Principio di sussidiarietà. Dello stesso parere Miriam Sciberras, presidente della Malta Life Network Foundation. “Questo rapporto è una proposta radicale, inquadrata nel linguaggio dei diritti delle donne, ma che cerca di minare le libertà fondamentali in molti Paesi europei oggi. Colpisce frontalmente il diritto alla libertà di espressione, il diritto alla libertà di coscienza, il diritto alla libertà di religione, il diritto dei genitori come primari educatori dei figli e, soprattutto, il diritto alla vita per tutte le persone”. Sciberras aggiunge:“Il testo viola anche il principio di sussidiarietà su una questione in cui prevalgono punti di vista diversi e in cui milioni di persone hanno a cuore il diritto alla vita del nascituro”.Il rapporto “cerca di promuovere l’aborto come diritto umano e raccomanda finanziamenti statali per l’aborto. Le politiche e le legislazioni sull’aborto sono responsabilità dei singoli Stati membri e non fanno parte della politica europea comune”. La presidente spiega al Sir che la relazione parlamentare “si propone di limitare la libertà di coscienza del personale medico in merito all’interruzione delle gravidanze e chiede che negli Stati membri l’educazione sessuale sia resa obbligatoria già nelle scuole primarie, seguendo le linee guida dell’Oms”. Non di meno il rapporto “attacca le organizzazioni a favore della vita. Il ragionamento distorto del rapporto accusa tutte le organizzazioni Pro Life di minacciare il diritto alla vita perché diffondono ‘false informazioni’ e perseguono ‘obiettivi nazionalisti’. Questo è inaccettabile, diffamatorio e discriminatorio”. Secondo Sciberras occorrono invece politiche che proteggano le donne e la vita per “dare speranza a un’Europa che affronta un inverno demografico”.

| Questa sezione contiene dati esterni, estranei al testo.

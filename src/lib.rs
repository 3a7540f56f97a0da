//! Shelf-based strip packing.
//!
//! Rectangles are expanded from `(width, height, quantity)` specs, sorted
//! tallest-first and assigned to horizontal levels of a fixed-width bin by
//! one of three strategies: a single-column baseline, Next-Fit Decreasing
//! Height and First-Fit Decreasing Height.

pub mod error;
pub mod generate;
pub mod packer;
pub mod render;
pub mod shelf;
pub mod types;

pub use error::{GenerateError, PackError, Result};
pub use packer::{Packer, pack};
pub use shelf::Level;
pub use types::{
    Item, ItemSpec, OverflowPolicy, PackingInput, PackingResult, Placement, Strategy,
};
//! Direct-columns dialect.
//!
//! ```text
//! start
//! └── class
//!     ├── class_name: NAME
//!     └── attribute
//!         └── variable
//!             ├── var: COLUMN
//!             └── type: TOKEN        (primary registry)
//! ```
//!
//! Each column's chain is just its type validator. A variable missing its
//! name or type fails compilation.

use tabschema_core::{FlatNode, RegistryNamespace};

use crate::column::ColumnSpec;
use crate::compiler::{class_name, CLASS};
use crate::config::CompilerConfig;
use crate::error::CompileError;
use crate::schema::{CompiledSchema, EntitySchema, Schema};

pub(crate) fn compile(
    root: &FlatNode,
    config: &CompilerConfig,
) -> Result<CompiledSchema, CompileError> {
    let mut schema = Schema::default();
    for (block, class) in root.children_of(CLASS).enumerate() {
        let entity_name = class_name(class, block)?;
        let mut entity = EntitySchema::new(entity_name);

        let variables = class
            .children_of("attribute")
            .flat_map(|attribute| attribute.children_of("variable"));
        for (index, variable) in variables.enumerate() {
            let column = ColumnSpec::require(
                entity_name,
                index,
                variable.leaf_of("var"),
                variable.leaf_of("type"),
                RegistryNamespace::Primary,
            )?
            .assemble(entity_name, config)?;
            entity.push(column)?;
        }

        tracing::debug!(entity = entity_name, columns = entity.columns().len(), "compiled entity");
        schema.insert(entity)?;
    }
    Ok(CompiledSchema {
        schema,
        types: None,
        entity_attributes: None,
    })
}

Oltre l’ambito di applicazione. Nella relazione di minoranza, riportata nel documento, le eurodeputate Margarita de la Pisa Carrión e Jadwiga Wiśniewska aggiungono altre obiezioni. “La presente relazione non ha alcun rigore giuridico o formale. Esula dal suo ambito di applicazione affrontando temi quali la salute, l’educazione sessuale e la riproduzione, nonché l’aborto e l’istruzione, che sono competenze legislative degli Stati membri. La relazione tratta l’aborto come un presunto diritto umano che non figura nella legislazione internazionale, il che viola la stessa Dichiarazione universale dei diritti dell’uomo e i principali trattati vincolanti, contraddicendo anche la giurisprudenza della Corte europea dei diritti dell’uomo e della Corte di giustizia dell’Unione europea”.